[Stored data entries]
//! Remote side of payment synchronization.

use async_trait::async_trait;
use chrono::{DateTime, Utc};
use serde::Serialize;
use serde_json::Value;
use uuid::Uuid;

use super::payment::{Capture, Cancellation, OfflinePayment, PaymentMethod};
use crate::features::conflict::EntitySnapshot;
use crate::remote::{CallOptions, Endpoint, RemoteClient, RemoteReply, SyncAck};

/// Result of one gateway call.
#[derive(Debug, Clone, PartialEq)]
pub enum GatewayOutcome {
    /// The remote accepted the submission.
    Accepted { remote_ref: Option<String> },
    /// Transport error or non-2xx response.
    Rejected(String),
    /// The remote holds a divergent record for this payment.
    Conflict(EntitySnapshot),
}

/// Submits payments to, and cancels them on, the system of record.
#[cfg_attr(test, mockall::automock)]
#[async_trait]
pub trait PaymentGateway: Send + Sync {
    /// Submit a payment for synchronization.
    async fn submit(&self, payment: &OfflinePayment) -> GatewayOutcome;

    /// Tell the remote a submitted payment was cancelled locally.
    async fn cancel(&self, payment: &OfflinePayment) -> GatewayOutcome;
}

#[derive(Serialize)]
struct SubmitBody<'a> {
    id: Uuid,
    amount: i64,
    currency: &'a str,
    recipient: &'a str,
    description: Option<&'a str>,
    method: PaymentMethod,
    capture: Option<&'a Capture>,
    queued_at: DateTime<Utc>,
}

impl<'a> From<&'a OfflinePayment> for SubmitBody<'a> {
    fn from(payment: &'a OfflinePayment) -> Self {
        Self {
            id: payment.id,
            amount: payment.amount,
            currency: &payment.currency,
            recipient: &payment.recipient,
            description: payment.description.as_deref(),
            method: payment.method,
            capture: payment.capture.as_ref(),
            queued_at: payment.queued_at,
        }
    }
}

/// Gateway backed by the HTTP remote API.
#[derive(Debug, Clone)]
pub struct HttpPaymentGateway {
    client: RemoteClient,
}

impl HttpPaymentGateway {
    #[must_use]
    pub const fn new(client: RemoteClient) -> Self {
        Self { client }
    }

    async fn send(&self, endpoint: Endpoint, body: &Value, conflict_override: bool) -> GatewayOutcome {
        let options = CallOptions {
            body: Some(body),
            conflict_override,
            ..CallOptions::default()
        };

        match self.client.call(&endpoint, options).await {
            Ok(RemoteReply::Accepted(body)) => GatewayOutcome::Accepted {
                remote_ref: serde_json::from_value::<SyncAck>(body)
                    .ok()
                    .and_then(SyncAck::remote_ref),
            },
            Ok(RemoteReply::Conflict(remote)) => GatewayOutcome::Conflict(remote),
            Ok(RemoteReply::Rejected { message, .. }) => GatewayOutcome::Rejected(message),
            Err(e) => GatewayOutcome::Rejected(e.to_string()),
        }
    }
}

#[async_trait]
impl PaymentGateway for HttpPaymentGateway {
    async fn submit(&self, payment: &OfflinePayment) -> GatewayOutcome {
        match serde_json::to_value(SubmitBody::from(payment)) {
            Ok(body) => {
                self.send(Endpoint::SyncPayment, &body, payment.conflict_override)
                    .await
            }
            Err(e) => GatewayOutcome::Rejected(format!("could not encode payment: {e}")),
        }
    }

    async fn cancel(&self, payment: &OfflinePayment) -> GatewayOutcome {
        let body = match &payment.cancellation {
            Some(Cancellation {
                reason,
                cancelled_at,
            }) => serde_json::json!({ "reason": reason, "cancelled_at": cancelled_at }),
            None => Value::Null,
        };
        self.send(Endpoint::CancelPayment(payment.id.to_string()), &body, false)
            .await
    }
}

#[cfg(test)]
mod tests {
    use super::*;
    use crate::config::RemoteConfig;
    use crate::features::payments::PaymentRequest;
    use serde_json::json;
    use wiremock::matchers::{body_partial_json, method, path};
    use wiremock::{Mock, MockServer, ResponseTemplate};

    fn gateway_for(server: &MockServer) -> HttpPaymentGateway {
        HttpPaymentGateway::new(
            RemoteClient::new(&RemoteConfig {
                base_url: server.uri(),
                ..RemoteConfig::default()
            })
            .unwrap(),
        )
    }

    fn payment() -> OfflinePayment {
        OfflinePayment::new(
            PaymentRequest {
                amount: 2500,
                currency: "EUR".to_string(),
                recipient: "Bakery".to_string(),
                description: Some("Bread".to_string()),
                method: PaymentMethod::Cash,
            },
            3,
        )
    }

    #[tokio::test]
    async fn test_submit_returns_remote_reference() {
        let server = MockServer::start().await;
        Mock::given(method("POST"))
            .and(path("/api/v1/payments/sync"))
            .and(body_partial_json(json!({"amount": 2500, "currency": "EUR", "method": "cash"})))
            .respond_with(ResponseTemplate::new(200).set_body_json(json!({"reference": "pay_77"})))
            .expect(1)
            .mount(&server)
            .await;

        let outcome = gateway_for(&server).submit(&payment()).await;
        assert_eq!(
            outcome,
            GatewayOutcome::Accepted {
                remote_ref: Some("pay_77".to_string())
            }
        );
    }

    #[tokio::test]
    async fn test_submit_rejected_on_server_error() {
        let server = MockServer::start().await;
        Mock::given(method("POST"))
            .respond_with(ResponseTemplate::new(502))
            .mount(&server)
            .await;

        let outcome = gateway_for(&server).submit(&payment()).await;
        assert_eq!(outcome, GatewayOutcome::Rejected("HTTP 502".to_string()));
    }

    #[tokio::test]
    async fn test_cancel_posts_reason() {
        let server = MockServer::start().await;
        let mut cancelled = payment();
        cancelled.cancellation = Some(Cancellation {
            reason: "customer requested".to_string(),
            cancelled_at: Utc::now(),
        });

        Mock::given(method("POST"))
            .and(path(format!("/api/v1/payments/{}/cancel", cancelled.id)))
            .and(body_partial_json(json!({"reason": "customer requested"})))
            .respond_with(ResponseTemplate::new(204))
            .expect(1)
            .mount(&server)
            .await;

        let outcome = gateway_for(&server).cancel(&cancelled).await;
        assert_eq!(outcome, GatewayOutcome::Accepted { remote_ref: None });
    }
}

● **Try it**
Write the records again exactly as they stand.

● **Solution to the problem**
//! Remote side of payment synchronization.

use async_trait::async_trait;
use chrono::{DateTime, Utc};
use serde::Serialize;
use serde_json::Value;
use uuid::Uuid;

use super::payment::{Capture, Cancellation, OfflinePayment, PaymentMethod};
use crate::features::conflict::EntitySnapshot;
use crate::remote::{CallOptions, Endpoint, RemoteClient, RemoteReply, SyncAck};

/// Result of one gateway call.
#[derive(Debug, Clone, PartialEq)]
pub enum GatewayOutcome {
    /// The remote accepted the submission.
    Accepted { remote_ref: Option<String> },
    /// Transport error or non-2xx response.
    Rejected(String),
    /// The remote holds a divergent record for this payment.
    Conflict(EntitySnapshot),
}

/// Submits payments to, and cancels them on, the system of record.
#[cfg_attr(test, mockall::automock)]
#[async_trait]
pub trait PaymentGateway: Send + Sync {
    /// Submit a payment for synchronization.
    async fn submit(&self, payment: &OfflinePayment) -> GatewayOutcome;

    /// Tell the remote a submitted payment was cancelled locally.
    async fn cancel(&self, payment: &OfflinePayment) -> GatewayOutcome;
}

#[derive(Serialize)]
struct SubmitBody<'a> {
    id: Uuid,
    amount: i64,
    currency: &'a str,
    recipient: &'a str,
    description: Option<&'a str>,
    method: PaymentMethod,
    capture: Option<&'a Capture>,
    queued_at: DateTime<Utc>,
}

impl<'a> From<&'a OfflinePayment> for SubmitBody<'a> {
    fn from(payment: &'a OfflinePayment) -> Self {
        Self {
            id: payment.id,
            amount: payment.amount,
            currency: &payment.currency,
            recipient: &payment.recipient,
            description: payment.description.as_deref(),
            method: payment.method,
            capture: payment.capture.as_ref(),
            queued_at: payment.queued_at,
        }
    }
}

/// Gateway backed by the HTTP remote API.
#[derive(Debug, Clone)]
pub struct HttpPaymentGateway {
    client: RemoteClient,
}

impl HttpPaymentGateway {
    #[must_use]
    pub const fn new(client: RemoteClient) -> Self {
        Self { client }
    }

    async fn send(&self, endpoint: Endpoint, body: &Value, conflict_override: bool) -> GatewayOutcome {
        let options = CallOptions {
            body: Some(body),
            conflict_override,
            ..CallOptions::default()
        };

        match self.client.call(&endpoint, options).await {
            Ok(RemoteReply::Accepted(body)) => GatewayOutcome::Accepted {
                remote_ref: serde_json::from_value::<SyncAck>(body)
                    .ok()
                    .and_then(SyncAck::remote_ref),
            },
            Ok(RemoteReply::Conflict(remote)) => GatewayOutcome::Conflict(remote),
            Ok(RemoteReply::Rejected { message, .. }) => GatewayOutcome::Rejected(message),
            Err(e) => GatewayOutcome::Rejected(e.to_string()),
        }
    }
}

#[async_trait]
impl PaymentGateway for HttpPaymentGateway {
    async fn submit(&self, payment: &OfflinePayment) -> GatewayOutcome {
        match serde_json::to_value(SubmitBody::from(payment)) {
            Ok(body) => {
                self.send(Endpoint::SyncPayment, &body, payment.conflict_override)
                    .await
            }
            Err(e) => GatewayOutcome::Rejected(format!("could not encode payment: {e}")),
        }
    }

    async fn cancel(&self, payment: &OfflinePayment) -> GatewayOutcome {
        let body = match &payment.cancellation {
            Some(Cancellation {
                reason,
                cancelled_at,
            }) => serde_json::json!({ "reason": reason, "cancelled_at": cancelled_at }),
            None => Value::Null,
        };
        self.send(Endpoint::CancelPayment(payment.id.to_string()), &body, false)
            .await
    }
}

#[cfg(test)]
mod tests {
    use super::*;
    use crate::config::RemoteConfig;
    use crate::features::payments::PaymentRequest;
    use serde_json::json;
    use wiremock::matchers::{body_partial_json, method, path};
    use wiremock::{Mock, MockServer, ResponseTemplate};

    fn gateway_for(server: &MockServer) -> HttpPaymentGateway {
        HttpPaymentGateway::new(
            RemoteClient::new(&RemoteConfig {
                base_url: server.uri(),
                ..RemoteConfig::default()
            })
            .unwrap(),
        )
    }

    fn payment() -> OfflinePayment {
        OfflinePayment::new(
            PaymentRequest {
                amount: 2500,
                currency: "EUR".to_string(),
                recipient: "Bakery".to_string(),
                description: Some("Bread".to_string()),
                method: PaymentMethod::Cash,
            },
            3,
        )
    }

    #[tokio::test]
    async fn test_submit_returns_remote_reference() {
        let server = MockServer::start().await;
        Mock::given(method("POST"))
            .and(path("/api/v1/payments/sync"))
            .and(body_partial_json(json!({"amount": 2500, "currency": "EUR", "method": "cash"})))
            .respond_with(ResponseTemplate::new(200).set_body_json(json!({"reference": "pay_77"})))
            .expect(1)
            .mount(&server)
            .await;

        let outcome = gateway_for(&server).submit(&payment()).await;
        assert_eq!(
            outcome,
            GatewayOutcome::Accepted {
                remote_ref: Some("pay_77".to_string())
            }
        );
    }

    #[tokio::test]
    async fn test_submit_rejected_on_server_error() {
        let server = MockServer::start().await;
        Mock::given(method("POST"))
            .respond_with(ResponseTemplate::new(502))
            .mount(&server)
            .await;

        let outcome = gateway_for(&server).submit(&payment()).await;
        assert_eq!(outcome, GatewayOutcome::Rejected("HTTP 502".to_string()));
    }

    #[tokio::test]
    async fn test_cancel_posts_reason() {
        let server = MockServer::start().await;
        let mut cancelled = payment();
        cancelled.cancellation = Some(Cancellation {
            reason: "customer requested".to_string(),
            cancelled_at: Utc::now(),
        });

        Mock::given(method("POST"))
            .and(path(format!("/api/v1/payments/{}/cancel", cancelled.id)))
            .and(body_partial_json(json!({"reason": "customer requested"})))
            .respond_with(ResponseTemplate::new(204))
            .expect(1)
            .mount(&server)
            .await;

        let outcome = gateway_for(&server).cancel(&cancelled).await;
        assert_eq!(outcome, GatewayOutcome::Accepted { remote_ref: None });
    }
}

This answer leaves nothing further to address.